Task statement: Report each line of the material below where the word "Encode" can be found.

Source records:
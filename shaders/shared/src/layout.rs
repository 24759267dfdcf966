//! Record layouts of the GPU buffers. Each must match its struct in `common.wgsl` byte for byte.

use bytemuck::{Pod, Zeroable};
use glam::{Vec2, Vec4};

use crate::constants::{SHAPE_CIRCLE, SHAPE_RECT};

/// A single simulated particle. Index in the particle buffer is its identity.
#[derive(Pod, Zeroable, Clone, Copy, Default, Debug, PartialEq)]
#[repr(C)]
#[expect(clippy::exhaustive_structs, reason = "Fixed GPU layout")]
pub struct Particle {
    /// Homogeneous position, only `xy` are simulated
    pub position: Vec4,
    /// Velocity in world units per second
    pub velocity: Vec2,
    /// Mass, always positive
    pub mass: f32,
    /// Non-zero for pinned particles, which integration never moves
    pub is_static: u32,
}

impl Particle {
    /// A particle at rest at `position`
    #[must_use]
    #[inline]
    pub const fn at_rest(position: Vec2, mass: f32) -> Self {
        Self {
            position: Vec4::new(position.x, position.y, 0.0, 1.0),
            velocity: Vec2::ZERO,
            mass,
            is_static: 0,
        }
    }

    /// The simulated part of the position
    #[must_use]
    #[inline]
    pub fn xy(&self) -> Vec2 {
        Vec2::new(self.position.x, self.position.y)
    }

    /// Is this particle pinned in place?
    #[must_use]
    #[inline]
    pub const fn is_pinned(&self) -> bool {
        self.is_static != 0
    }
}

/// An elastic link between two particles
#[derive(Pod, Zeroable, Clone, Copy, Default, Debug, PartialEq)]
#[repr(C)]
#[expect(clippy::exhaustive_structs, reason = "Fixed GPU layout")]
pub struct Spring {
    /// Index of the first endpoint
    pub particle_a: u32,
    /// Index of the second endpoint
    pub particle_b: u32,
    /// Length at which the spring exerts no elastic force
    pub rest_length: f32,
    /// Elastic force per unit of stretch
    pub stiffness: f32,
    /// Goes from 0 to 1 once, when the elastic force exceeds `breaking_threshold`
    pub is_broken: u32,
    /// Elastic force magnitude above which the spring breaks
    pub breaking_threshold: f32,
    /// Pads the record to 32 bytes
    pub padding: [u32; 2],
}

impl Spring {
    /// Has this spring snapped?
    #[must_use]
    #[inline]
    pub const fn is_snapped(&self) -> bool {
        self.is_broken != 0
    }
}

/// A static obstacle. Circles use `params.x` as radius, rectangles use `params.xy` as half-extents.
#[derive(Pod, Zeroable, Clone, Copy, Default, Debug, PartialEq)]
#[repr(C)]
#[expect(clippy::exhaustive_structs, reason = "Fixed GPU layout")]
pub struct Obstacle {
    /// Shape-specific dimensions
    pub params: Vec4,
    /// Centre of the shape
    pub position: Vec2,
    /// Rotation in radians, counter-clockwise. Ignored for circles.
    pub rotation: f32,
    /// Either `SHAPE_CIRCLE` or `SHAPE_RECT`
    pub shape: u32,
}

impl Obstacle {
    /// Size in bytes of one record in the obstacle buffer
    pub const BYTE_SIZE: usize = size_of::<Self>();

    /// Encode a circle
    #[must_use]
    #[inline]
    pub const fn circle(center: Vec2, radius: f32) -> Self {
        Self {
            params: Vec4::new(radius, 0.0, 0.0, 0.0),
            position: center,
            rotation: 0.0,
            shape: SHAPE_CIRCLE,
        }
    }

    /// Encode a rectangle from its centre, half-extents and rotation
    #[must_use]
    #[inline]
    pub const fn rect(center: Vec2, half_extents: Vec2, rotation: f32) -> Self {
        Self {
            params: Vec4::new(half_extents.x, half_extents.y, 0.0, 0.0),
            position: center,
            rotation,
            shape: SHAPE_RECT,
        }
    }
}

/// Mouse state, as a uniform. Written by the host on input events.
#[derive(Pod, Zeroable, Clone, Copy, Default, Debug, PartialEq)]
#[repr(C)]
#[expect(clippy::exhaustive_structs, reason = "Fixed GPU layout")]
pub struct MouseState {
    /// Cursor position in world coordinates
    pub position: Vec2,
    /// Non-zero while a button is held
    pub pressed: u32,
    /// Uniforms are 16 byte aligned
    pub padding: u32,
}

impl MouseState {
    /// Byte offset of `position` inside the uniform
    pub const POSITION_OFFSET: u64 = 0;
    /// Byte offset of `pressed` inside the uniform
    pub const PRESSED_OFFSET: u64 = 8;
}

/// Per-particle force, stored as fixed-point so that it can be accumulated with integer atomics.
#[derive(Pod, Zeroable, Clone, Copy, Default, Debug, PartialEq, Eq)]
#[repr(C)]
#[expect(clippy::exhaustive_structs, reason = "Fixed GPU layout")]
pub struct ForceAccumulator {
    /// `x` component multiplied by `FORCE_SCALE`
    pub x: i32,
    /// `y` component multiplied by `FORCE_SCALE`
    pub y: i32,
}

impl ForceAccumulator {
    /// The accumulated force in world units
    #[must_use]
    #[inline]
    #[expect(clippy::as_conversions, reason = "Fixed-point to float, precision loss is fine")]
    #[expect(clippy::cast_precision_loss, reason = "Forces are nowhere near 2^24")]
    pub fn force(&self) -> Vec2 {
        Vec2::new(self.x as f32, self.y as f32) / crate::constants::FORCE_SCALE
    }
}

Answer below:
    /// Encode a circle
    /// Encode a rectangle from its centre, half-extents and rotation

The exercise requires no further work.